Tena, who is currently a researcher for Harvard University in Massachusetts, said that Tegam responded in a "weird way" by first branding him a terrorist and then filing a formal complaint in Paris. During the resulting tribunal, Tena said the judge decided that because the published exploits included some re-engineered source code from Viguard's software, he had violated French copyright laws.
According to French security Web site K-OTik, Tena had technically broken copyright laws because his exploits were "not for personal use, but were communicated to a third party".
However, K-OTik, which regularly publishes exploit codes, claims that the ruling could create a precedent so vulnerabilities in software, however critical, could not be declared publicly without prior agreement from the software publisher.

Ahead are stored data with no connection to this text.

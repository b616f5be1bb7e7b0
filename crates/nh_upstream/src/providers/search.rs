use std::fmt;

use async_trait::async_trait;
use nh_core::{ProviderKind, RawResponse, Result, SearchApiConfig, UpstreamFetcher};
use reqwest::Client;
use tracing::info;
use url::Url;

use super::parse_base_url;
use crate::{http_client, read_response, send};

/// Queries a Google News search endpoint for the configured topic and region.
pub struct SearchApiFetcher {
    client: Client,
    config: SearchApiConfig,
}

impl SearchApiFetcher {
    pub fn new(config: SearchApiConfig) -> Result<Self> {
        let client = http_client(config.timeout)?;
        Self::with_client(client, config)
    }

    pub fn with_client(client: Client, config: SearchApiConfig) -> Result<Self> {
        parse_base_url(&config.base_url)?;
        Ok(Self { client, config })
    }

    fn request_url(&self, api_key: &str) -> Result<Url> {
        let mut url = parse_base_url(&self.config.base_url)?;
        url.query_pairs_mut()
            .append_pair("engine", "google_news")
            .append_pair("q", &self.config.query)
            .append_pair("gl", &self.config.region)
            .append_pair("hl", &self.config.language)
            .append_pair("api_key", api_key);
        Ok(url)
    }
}

impl fmt::Debug for SearchApiFetcher {
    fn fmt(&self, f: &mut fmt::Formatter<'_>) -> fmt::Result {
        f.debug_struct("SearchApiFetcher")
            .field("client", &"<reqwest::Client>")
            .field("config", &self.config)
            .finish()
    }
}

#[async_trait]
impl UpstreamFetcher for SearchApiFetcher {
    fn kind(&self) -> ProviderKind {
        ProviderKind::SearchApi
    }

    async fn fetch(&self) -> Result<RawResponse> {
        let api_key = self.config.api_key()?;
        let url = self.request_url(api_key)?;

        info!(
            "Searching news for {:?} (region {}, language {})",
            self.config.query, self.config.region, self.config.language
        );
        let response = send(self.client.get(url)).await?;

        read_response(response, "Search API").await
    }
}

#[cfg(test)]
mod tests {
    use super::*;
    use crate::test_server;
    use axum::extract::Query;
    use axum::http::StatusCode;
    use axum::routing::get;
    use axum::{Json, Router};
    use nh_core::Error;
    use serde_json::{json, Value};
    use std::collections::HashMap;

    fn config(base_url: &str) -> SearchApiConfig {
        SearchApiConfig {
            base_url: base_url.to_string(),
            ..SearchApiConfig::default()
        }
        .with_api_key("serp-key")
    }

    #[test]
    fn test_request_url() {
        let fetcher = SearchApiFetcher::new(config("https://serpapi.com/search.json")).unwrap();
        let url = fetcher.request_url("serp-key").unwrap();
        let pairs: HashMap<String, String> = url.query_pairs().into_owned().collect();
        assert_eq!(pairs["engine"], "google_news");
        assert_eq!(pairs["q"], "India");
        assert_eq!(pairs["gl"], "in");
        assert_eq!(pairs["hl"], "en");
        assert_eq!(pairs["api_key"], "serp-key");
    }

    #[tokio::test]
    async fn test_missing_key() {
        let fetcher = SearchApiFetcher::new(SearchApiConfig::default()).unwrap();
        let err = fetcher.fetch().await.unwrap_err();
        assert_eq!(err.to_string(), "SEARCH_API_KEY is not configured");
    }

    #[tokio::test]
    async fn test_fetch_returns_body() {
        let router = Router::new().route(
            "/search.json",
            get(|Query(params): Query<HashMap<String, String>>| async move {
                Json(json!({
                    "search_parameters": params,
                    "news_results": [{ "title": "Story" }]
                }))
            }),
        );
        let base_url = test_server::spawn(router).await;

        let fetcher = SearchApiFetcher::new(config(&format!("{}/search.json", base_url))).unwrap();
        let response = fetcher.fetch().await.unwrap();
        let body: Value = serde_json::from_str(&response.body).unwrap();
        assert_eq!(body["search_parameters"]["q"], "India");
        assert_eq!(body["news_results"][0]["title"], "Story");
    }

    #[tokio::test]
    async fn test_rate_limited() {
        let router = Router::new().route("/search.json", get(|| async { StatusCode::TOO_MANY_REQUESTS }));
        let base_url = test_server::spawn(router).await;

        let fetcher = SearchApiFetcher::new(config(&format!("{}/search.json", base_url))).unwrap();
        assert!(matches!(fetcher.fetch().await, Err(Error::RateLimited)));
    }

    #[tokio::test]
    async fn test_transport_error_hides_key() {
        let listener = std::net::TcpListener::bind("127.0.0.1:0").unwrap();
        let addr = listener.local_addr().unwrap();
        drop(listener);

        let config = SearchApiConfig {
            base_url: format!("http://{}/search.json", addr),
            ..SearchApiConfig::default()
        }
        .with_api_key("SECRET123");
        let fetcher = SearchApiFetcher::new(config).unwrap();

        let err = fetcher.fetch().await.unwrap_err();
        assert!(matches!(err, Error::Http(_)));
        assert!(!err.to_string().contains("SECRET123"), "{}", err);
        assert!(!format!("{:?}", err).contains("SECRET123"));
    }
}
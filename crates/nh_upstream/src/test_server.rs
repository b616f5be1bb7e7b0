use axum::Router;
use tokio::net::TcpListener;

/// Serves `router` on an ephemeral local port and returns its base URL.
pub async fn spawn(router: Router) -> String {
    let listener = TcpListener::bind("127.0.0.1:0").await.unwrap();
    let addr = listener.local_addr().unwrap();
    tokio::spawn(async move {
        axum::serve(listener, router).await.unwrap();
    });
    format!("http://{}", addr)
}
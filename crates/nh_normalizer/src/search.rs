use chrono::{DateTime, SecondsFormat, Utc};
use nh_core::{Article, ArticleNormalizer, Error, ProviderKind, Result};
use serde_json::Value;
use tracing::{debug, info};

use crate::defaults::{non_blank, text_field, Candidate};
use crate::fallback::{materialize, SEARCH_API_FALLBACK};

pub const MAX_RESULTS: usize = 20;

/// Normalizes a search-engine news document (`news_results` list).
#[derive(Debug, Default, Clone, Copy)]
pub struct SearchApiNormalizer;

impl SearchApiNormalizer {
    pub fn new() -> Self {
        Self
    }
}

/// Accepts RFC 3339 as-is and converts the search engine's
/// `10/05/2025, 07:00 AM, +0000 UTC` form. Anything else is dropped.
pub fn parse_result_date(date: &str) -> Option<String> {
    let date = date.trim();
    if DateTime::parse_from_rfc3339(date).is_ok() {
        return Some(date.to_string());
    }

    let trimmed = date.trim_end_matches("UTC").trim_end();
    DateTime::parse_from_str(trimmed, "%m/%d/%Y, %I:%M %p, %z")
        .ok()
        .map(|parsed| {
            parsed
                .with_timezone(&Utc)
                .to_rfc3339_opts(SecondsFormat::Millis, true)
        })
}

fn candidate(entry: &Value) -> Candidate {
    // Grouped "top story" entries keep their lead story under `highlight`.
    let entry = match entry.get("highlight") {
        Some(highlight) if highlight.is_object() && text_field(entry, "title").is_none() => highlight,
        _ => entry,
    };

    let source = entry.get("source");
    let snippet = text_field(entry, "snippet");

    Candidate {
        title: text_field(entry, "title"),
        description: snippet.clone(),
        content: snippet,
        source: source.and_then(|source| text_field(source, "name")),
        author: source
            .and_then(|source| source.get("authors"))
            .and_then(Value::as_array)
            .and_then(|authors| authors.iter().find_map(non_blank)),
        url: text_field(entry, "link"),
        image: text_field(entry, "thumbnail").or_else(|| text_field(entry, "thumbnail_small")),
        published_at: text_field(entry, "date").and_then(|date| parse_result_date(&date)),
        category: None,
    }
}

impl ArticleNormalizer for SearchApiNormalizer {
    fn kind(&self) -> ProviderKind {
        ProviderKind::SearchApi
    }

    fn try_normalize(&self, raw: &str) -> Result<Vec<Article>> {
        let document: Value = serde_json::from_str(raw)?;
        debug!("Raw search response: {}", raw);

        let results = match document.get("news_results") {
            None | Some(Value::Null) => &[][..],
            Some(Value::Array(results)) => results.as_slice(),
            Some(_) => return Err(Error::Parse("news_results is not a list".to_string())),
        };

        if results.len() < MAX_RESULTS {
            info!("Search API returned {} results (fewer than {})", results.len(), MAX_RESULTS);
        }

        Ok(results
            .iter()
            .take(MAX_RESULTS)
            .enumerate()
            .map(|(index, entry)| candidate(entry).into_article(index, ProviderKind::SearchApi))
            .collect())
    }

    fn fallback(&self) -> Vec<Article> {
        materialize(&SEARCH_API_FALLBACK)
    }
}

K-OTik's editors say the ruling is "unimaginable and unacceptable in any other field of scientific research".
On Tena's Web site, he claims that If independent researchers are not allowed to freely publish their findings about security software then users will be only have "marketing press releases" to assess the quality of the software. "Unfortunately, it seems that we are heading this way in France and maybe in Europe," Tena said.
"To use an analogy, it's a little bit as if Ford was selling cars with defective brakes. If I realised that there was a problem, opened the hood and took a few pictures to prove it, and published everything on my Web site. Then Ford could file a complaint against me," added Tena.
Philip N Argy, senior partner of the intellectual property and technology group at Australian law firm Mallesons Stephen Jaques, said that if a similar case was put to trial in Australia the prosecution would be unlikely to get a conviction because of our "fair comment provisions".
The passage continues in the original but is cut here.